The Soundtrack of our Lives – Behind the Music – Review

The Soundtrack of our Lives

Behind the Music (Telegram/Warner Brothers)
by Brian Varney

When I like something as much as I like this band, disappointment is both a constant fear and an inevitability. Each new release is greeted with a mixture of wild anticipation and dread. I’m always anxious to hear new output from my favorite band, but there’s also the constant, nagging worry that they’ll finally stumble. No one can be great forever, right?

That much seems obvious, but three albums and an EP down the road, The Soundtrack of our Lives show no signs of mortality. Simply put, Behind the Music is a stunner, the third consecutive bull’s-eye for these Swedes.

Formed in the mid-’90s from the ashes of the legendary Union Carbide Productions, The Soundtrack of our Lives are altogether more accessible than that band’s brilliant hurricane frenzy. Soundtrack’s roots are plain to see – a deep, abiding love of late-’60s psychedelia and rock (think Rolling Stones, The Who, Love, Buffalo Springfield, The Zombies, The Beach Boys and The Kinks) filtered through a startling gift for catchy tunes, beautiful melodies and lush but never excessive arrangements. Six-piece rock bands are rare, but any less would deprive these songs. In addition to standard rock instruments (guitars, drums, piano), you’ll hear sitar, dulcimer, strings, and “additional instruments that make us too pretentious to mention.” The result is an album whose genesis is an obvious love of ’60s music, but there’s nothing retro or stilted about it. For music so obviously rooted in the past, this has a very nice organic feeling. It breathes…

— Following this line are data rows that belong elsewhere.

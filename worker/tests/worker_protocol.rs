use std::{io, num::NonZeroUsize};

use tokio::io::{self as tokio_io, DuplexStream, ReadHalf, WriteHalf};

use comms::msg::{Command, Msg, Payload};
use comms::specs::worker::{PlaneSpec, WorkerSpec};
use comms::{MrfReceiver, MrfSender};
use fractal_core::{ImagePlane, Partition, render_rows};
use worker::WorkerBuilder;

const BUF_SIZE: usize = 64 * 1024;

type Channel = (
    MrfReceiver<ReadHalf<DuplexStream>>,
    MrfSender<WriteHalf<DuplexStream>>,
);

fn channel_pair() -> (Channel, Channel) {
    let (one, two) = tokio_io::duplex(BUF_SIZE);
    let (rx1, tx1) = tokio_io::split(one);
    let (rx2, tx2) = tokio_io::split(two);
    (comms::channel(rx1, tx1), comms::channel(rx2, tx2))
}

fn mk_spec(worker_id: usize, workers: usize) -> WorkerSpec {
    WorkerSpec {
        worker_id,
        workers: NonZeroUsize::new(workers).unwrap(),
        plane: PlaneSpec {
            width: 8,
            height: 6,
            max_iters: 50,
            xmin: -2.5,
            xmax: 1.5,
            ymin: -2.0,
            ymax: 2.0,
        },
    }
}

fn mk_plane() -> ImagePlane {
    ImagePlane::new(8, 6, 50, -2.5, 1.5, -2.0, 2.0).unwrap()
}

fn spawn_worker(
    mut rx: MrfReceiver<ReadHalf<DuplexStream>>,
    tx: MrfSender<WriteHalf<DuplexStream>>,
) -> tokio::task::JoinHandle<worker::Result<()>> {
    tokio::spawn(async move {
        let Some(spec) = WorkerBuilder::handshake(&mut rx).await? else {
            return Ok(());
        };

        let worker = WorkerBuilder::build(&spec)?;
        worker.run(rx, tx).await
    })
}

#[tokio::test(flavor = "multi_thread", worker_threads = 2)]
async fn worker_sends_the_slice_for_its_rank() -> io::Result<()> {
    let ((mut orch_rx, mut orch_tx), (wk_rx, wk_tx)) = channel_pair();
    let worker_task = spawn_worker(wk_rx, wk_tx);

    let spec = mk_spec(0, 2);
    orch_tx
        .send(&Msg::Control(Command::CreateWorker(spec)))
        .await?;

    let expected = render_rows(&mk_plane(), 0..3);

    let mut buf: Vec<u32> = Vec::new();
    match orch_rx.recv_into(&mut buf).await? {
        Msg::Data(Payload::Slice { worker_id, cells }) => {
            assert_eq!(worker_id, 0);
            assert_eq!(cells, expected);
        }
        other => panic!("unexpected msg: {other:?}"),
    }

    // Rank 0 of 2 owns no tail; the next frame is the disconnect.
    let msg: Msg = orch_rx.recv_into(&mut buf).await?;
    assert_eq!(msg, Msg::Control(Command::Disconnect));

    orch_tx.send(&Msg::Control(Command::Disconnect)).await?;
    worker_task.await.unwrap()?;
    Ok(())
}

#[tokio::test(flavor = "multi_thread", worker_threads = 2)]
async fn last_rank_sends_the_remainder_after_its_slice() -> io::Result<()> {
    let ((mut orch_rx, mut orch_tx), (wk_rx, wk_tx)) = channel_pair();
    let worker_task = spawn_worker(wk_rx, wk_tx);

    // 6 rows over 4 workers: one row each, rows 4..6 left for rank 3.
    let spec = mk_spec(3, 4);
    orch_tx
        .send(&Msg::Control(Command::CreateWorker(spec)))
        .await?;

    let plane = mk_plane();
    let part = Partition::plan(6, NonZeroUsize::new(4).unwrap(), 3).unwrap();
    let expected_slice = render_rows(&plane, part.rows());
    let expected_tail = render_rows(&plane, part.remainder_rows());

    let mut buf: Vec<u32> = Vec::new();
    match orch_rx.recv_into(&mut buf).await? {
        Msg::Data(Payload::Slice { worker_id, cells }) => {
            assert_eq!(worker_id, 3);
            assert_eq!(cells, expected_slice);
        }
        other => panic!("unexpected msg: {other:?}"),
    }

    match orch_rx.recv_into(&mut buf).await? {
        Msg::Data(Payload::Remainder { worker_id, cells }) => {
            assert_eq!(worker_id, 3);
            assert_eq!(cells, expected_tail);
        }
        other => panic!("unexpected msg: {other:?}"),
    }

    let msg: Msg = orch_rx.recv_into(&mut buf).await?;
    assert_eq!(msg, Msg::Control(Command::Disconnect));

    orch_tx.send(&Msg::Control(Command::Disconnect)).await?;
    worker_task.await.unwrap()?;
    Ok(())
}

#[tokio::test(flavor = "multi_thread", worker_threads = 2)]
async fn zero_row_rank_sends_an_empty_slice() -> io::Result<()> {
    let ((mut orch_rx, mut orch_tx), (wk_rx, wk_tx)) = channel_pair();
    let worker_task = spawn_worker(wk_rx, wk_tx);

    // 10 workers for 6 rows: every primary band is empty.
    let spec = mk_spec(2, 10);
    orch_tx
        .send(&Msg::Control(Command::CreateWorker(spec)))
        .await?;

    let mut buf: Vec<u32> = Vec::new();
    match orch_rx.recv_into(&mut buf).await? {
        Msg::Data(Payload::Slice { worker_id, cells }) => {
            assert_eq!(worker_id, 2);
            assert!(cells.is_empty());
        }
        other => panic!("unexpected msg: {other:?}"),
    }

    let msg: Msg = orch_rx.recv_into(&mut buf).await?;
    assert_eq!(msg, Msg::Control(Command::Disconnect));

    orch_tx.send(&Msg::Control(Command::Disconnect)).await?;
    worker_task.await.unwrap()?;
    Ok(())
}

#[tokio::test(flavor = "multi_thread", worker_threads = 2)]
async fn zero_row_last_rank_still_owns_the_whole_tail() -> io::Result<()> {
    let ((mut orch_rx, mut orch_tx), (wk_rx, wk_tx)) = channel_pair();
    let worker_task = spawn_worker(wk_rx, wk_tx);

    let spec = mk_spec(9, 10);
    orch_tx
        .send(&Msg::Control(Command::CreateWorker(spec)))
        .await?;

    let expected_tail = render_rows(&mk_plane(), 0..6);

    let mut buf: Vec<u32> = Vec::new();
    match orch_rx.recv_into(&mut buf).await? {
        Msg::Data(Payload::Slice { worker_id, cells }) => {
            assert_eq!(worker_id, 9);
            assert!(cells.is_empty());
        }
        other => panic!("unexpected msg: {other:?}"),
    }

    match orch_rx.recv_into(&mut buf).await? {
        Msg::Data(Payload::Remainder { worker_id, cells }) => {
            assert_eq!(worker_id, 9);
            assert_eq!(cells, expected_tail);
        }
        other => panic!("unexpected msg: {other:?}"),
    }

    let msg: Msg = orch_rx.recv_into(&mut buf).await?;
    assert_eq!(msg, Msg::Control(Command::Disconnect));

    orch_tx.send(&Msg::Control(Command::Disconnect)).await?;
    worker_task.await.unwrap()?;
    Ok(())
}
use std::fmt;

/// Errors produced when frame, partition or assembly inputs are invalid.
#[derive(Debug, PartialEq, Eq)]
pub enum FractalError {
    /// An input is invalid for semantic or domain reasons.
    InvalidInput(&'static str),

    /// A rank outside the fixed worker group was referenced.
    RankOutOfRange {
        /// The offending rank.
        worker_id: usize,
        /// Size of the worker group.
        workers: usize,
    },

    /// A primary slice arrived with the wrong number of cells.
    SliceLengthMismatch {
        worker_id: usize,
        got: usize,
        expected: usize,
    },

    /// A remainder transfer arrived with the wrong number of cells.
    RemainderLengthMismatch {
        worker_id: usize,
        got: usize,
        expected: usize,
    },

    /// A rank tried to place its slice twice.
    DuplicateSlice { worker_id: usize },

    /// A remainder transfer from a rank that must not send one, or a second
    /// remainder for an already complete tail.
    RemainderRejected { worker_id: usize },

    /// The frame was finished with transfers still outstanding.
    IncompleteImage { missing: usize },
}

impl fmt::Display for FractalError {
    fn fmt(&self, f: &mut fmt::Formatter<'_>) -> fmt::Result {
        match self {
            FractalError::InvalidInput(msg) => write!(f, "invalid input: {msg}"),
            FractalError::RankOutOfRange { worker_id, workers } => {
                write!(f, "rank {worker_id} out of range for {workers} worker(s)")
            }
            FractalError::SliceLengthMismatch {
                worker_id,
                got,
                expected,
            } => write!(
                f,
                "slice length mismatch for rank {worker_id}: got {got}, expected {expected}"
            ),
            FractalError::RemainderLengthMismatch {
                worker_id,
                got,
                expected,
            } => write!(
                f,
                "remainder length mismatch for rank {worker_id}: got {got}, expected {expected}"
            ),
            FractalError::DuplicateSlice { worker_id } => {
                write!(f, "duplicate slice for rank {worker_id}")
            }
            FractalError::RemainderRejected { worker_id } => {
                write!(f, "remainder rejected from rank {worker_id}")
            }
            FractalError::IncompleteImage { missing } => {
                write!(f, "image incomplete: {missing} transfer(s) outstanding")
            }
        }
    }
}

impl std::error::Error for FractalError {}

Ebbot Lundberg, lead singer, primary songwriter, and resident wacko, will be nothing short of a revelation if you’ve only heard the Union Carbide LPs. Whether on the introspective piano ballad “Tonight,” pop stunner “Mind the Gap,” or rock shuffle “Sister Surround,” Lundberg is fully in command of his voice. It’s hard to believe he’s the same guy who screamed himself hoarse (albeit engagingly) on Union Carbide’s seismic debut, In the Air Tonight.

And the rest of the band are no slouches, either. Boasting nice twin-guitars and a rhythmic attack that’s stunning yet never overplayed, there’s not a whole lot of fat to be trimmed. And though all of the extra, weird instruments mentioned above often send up a red flag (“Hippies at three o’clock!”), they’re not out of place here. In fact, the songs almost demand their presence in the mix. And after a few times through the album’s 15 tracks (20 if you’re quick or lucky and got a first pressing which includes a five-song bonus CD), you’ll be making some demands of your own: More Soundtrack of our Lives!

I can say no more… As is usual in the face of such overwhelming beauty, words fail me. You’re not going to find this at your corner record store (unless you live in Europe), but you can get on the web and find this pretty easily, so put forth the effort. You won’t regret it.